**WHAT IS EXPECTED**
Using the records below, count the lines with "GradingEngine" in them. Give the number only.
::: SUPPLIED DATA
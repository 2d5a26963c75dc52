// Application layer: wires configuration, the odds feed, a stat provider,
// and the grading engine into one batch run, and renders the result.

use anyhow::Context;
use diamondline_baseball::display::{confidence_tier, factor_tone, format_american, format_probability};
use diamondline_baseball::feed::{load_games, OddsFormat};
use diamondline_baseball::provider::{CsvStatProvider, StatProvider, SyntheticStatProvider};
use diamondline_baseball::selector::{GradingEngine, Recommendation};
use diamondline_core::config::Config;
use diamondline_core::noise::{Noise, SeededNoise};
use std::path::Path;
use tracing::info;

/// Offsets keep the scoring, narrative, and synthetic-stat streams apart when
/// a single seed is configured.
const SYNTHETIC_SEED_OFFSET: u64 = 2;

fn noise_from_seed(seed: Option<u64>) -> Box<dyn Noise + Send> {
    match seed {
        Some(seed) => Box::new(SeededNoise::seeded(seed)),
        None => Box::new(SeededNoise::from_entropy()),
    }
}

/// CSV statistics when a file is configured, synthetic ones otherwise.
pub fn build_provider(config: &Config) -> anyhow::Result<Box<dyn StatProvider>> {
    match &config.data_paths.team_stats {
        Some(path) => {
            let provider = CsvStatProvider::load(Path::new(path))
                .with_context(|| format!("failed to load team statistics from {path}"))?;
            info!("Using team statistics from {} ({} teams)", path, provider.team_count());
            Ok(Box::new(provider))
        }
        None => {
            info!("No team statistics configured; using synthetic stats");
            let seed = config.noise_seed.map(|s| s.wrapping_add(SYNTHETIC_SEED_OFFSET));
            Ok(Box::new(SyntheticStatProvider::new(noise_from_seed(seed))))
        }
    }
}

/// Load the configured games, grade them, and return the ranked picks.
pub async fn run(config: &Config) -> anyhow::Result<Vec<Recommendation>> {
    let games_path = Path::new(&config.data_paths.games);
    let games = load_games(games_path, OddsFormat::Auto)
        .with_context(|| format!("failed to load games from {}", games_path.display()))?;

    let provider = build_provider(config)?;
    let mut engine = GradingEngine::from_config(config, noise_from_seed(config.noise_seed));
    let recs = engine.recommend(&games, provider.as_ref()).await;
    info!("{} recommendations from {} games", recs.len(), games.len());
    Ok(recs)
}

// ---------------------------------------------------------------------------
// Report rendering
// ---------------------------------------------------------------------------

/// Fixed-width text report, one block per recommendation.
pub fn render_report(recs: &[Recommendation]) -> String {
    if recs.is_empty() {
        return "No recommendations at or above the minimum grade.\n".to_string();
    }

    let mut out = String::with_capacity(256 * recs.len());
    out.push_str(&format!(
        "{:<5} {:<11} {:<28} {:>6} {:>7}  {:<40} {}\n",
        "GRADE", "CONFIDENCE", "PICK", "ODDS", "IMPL", "MATCHUP", "START (UTC)"
    ));
    out.push_str(&format!("{}\n", "-".repeat(120)));

    for rec in recs {
        let pick = format!(
            "{} ({})",
            rec.selection,
            if rec.is_home { "home" } else { "away" }
        );
        let confidence = format!("{}% {}", rec.confidence, confidence_tier(rec.confidence).label());
        let matchup = format!("{} @ {}", rec.away_team, rec.home_team);
        out.push_str(&format!(
            "{:<5} {:<11} {:<28} {:>6} {:>7}  {:<40} {}\n",
            rec.grade.label(),
            confidence,
            pick,
            format_american(rec.odds),
            format_probability(rec.odds),
            matchup,
            rec.commence_time.format("%Y-%m-%d %H:%M"),
        ));

        let factors = rec
            .factors
            .labelled()
            .into_iter()
            .map(|(label, score)| format!("{label} {score:.0} ({})", factor_tone(score).label()))
            .collect::<Vec<_>>()
            .join(" | ");
        out.push_str(&format!("      {factors}\n"));
        out.push_str(&format!("      {} [{}]\n\n", rec.reasoning, rec.bookmaker));
    }
    out
}
// Market inefficiency: compare the price's implied probability with a
// home/away baseline estimate of the true probability.

use super::{FactorError, PickContext};
use diamondline_core::noise::Noise;
use diamondline_core::odds::implied_probability;

pub const BASE: f64 = 65.0;
pub const RANGE: (f64, f64) = (55.0, 90.0);
const NOISE: f64 = 4.0;

const HOME_BASELINE: f64 = 0.54;
const AWAY_BASELINE: f64 = 0.46;
const BASELINE_SPREAD: f64 = 0.05;
const TRUE_PROB_RANGE: (f64, f64) = (0.3, 0.7);

/// Estimated true win probability for the picked side.
pub fn estimate_true_probability(is_home: bool, noise: &mut dyn Noise) -> f64 {
    let baseline = if is_home { HOME_BASELINE } else { AWAY_BASELINE };
    (baseline + noise.jitter(BASELINE_SPREAD)).clamp(TRUE_PROB_RANGE.0, TRUE_PROB_RANGE.1)
}

/// Relative edge of the estimate over the market.
pub fn edge(true_prob: f64, implied_prob: f64) -> f64 {
    (true_prob - implied_prob) / implied_prob
}

pub fn edge_adjustment(edge: f64) -> f64 {
    if edge > 0.10 {
        15.0
    } else if edge > 0.05 {
        8.0
    } else if edge > 0.0 {
        3.0
    } else if edge > -0.05 {
        0.0
    } else if edge > -0.10 {
        -8.0
    } else {
        -15.0
    }
}

pub fn score(ctx: &PickContext<'_>, noise: &mut dyn Noise) -> Result<f64, FactorError> {
    let implied = implied_probability(ctx.price)?;
    let true_prob = estimate_true_probability(ctx.is_home, noise);

    let mut score = BASE + edge_adjustment(edge(true_prob, implied));
    score += noise.jitter(NOISE);

    Ok(score.clamp(RANGE.0, RANGE.1))
}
::::::
**ANSWER BOX**
2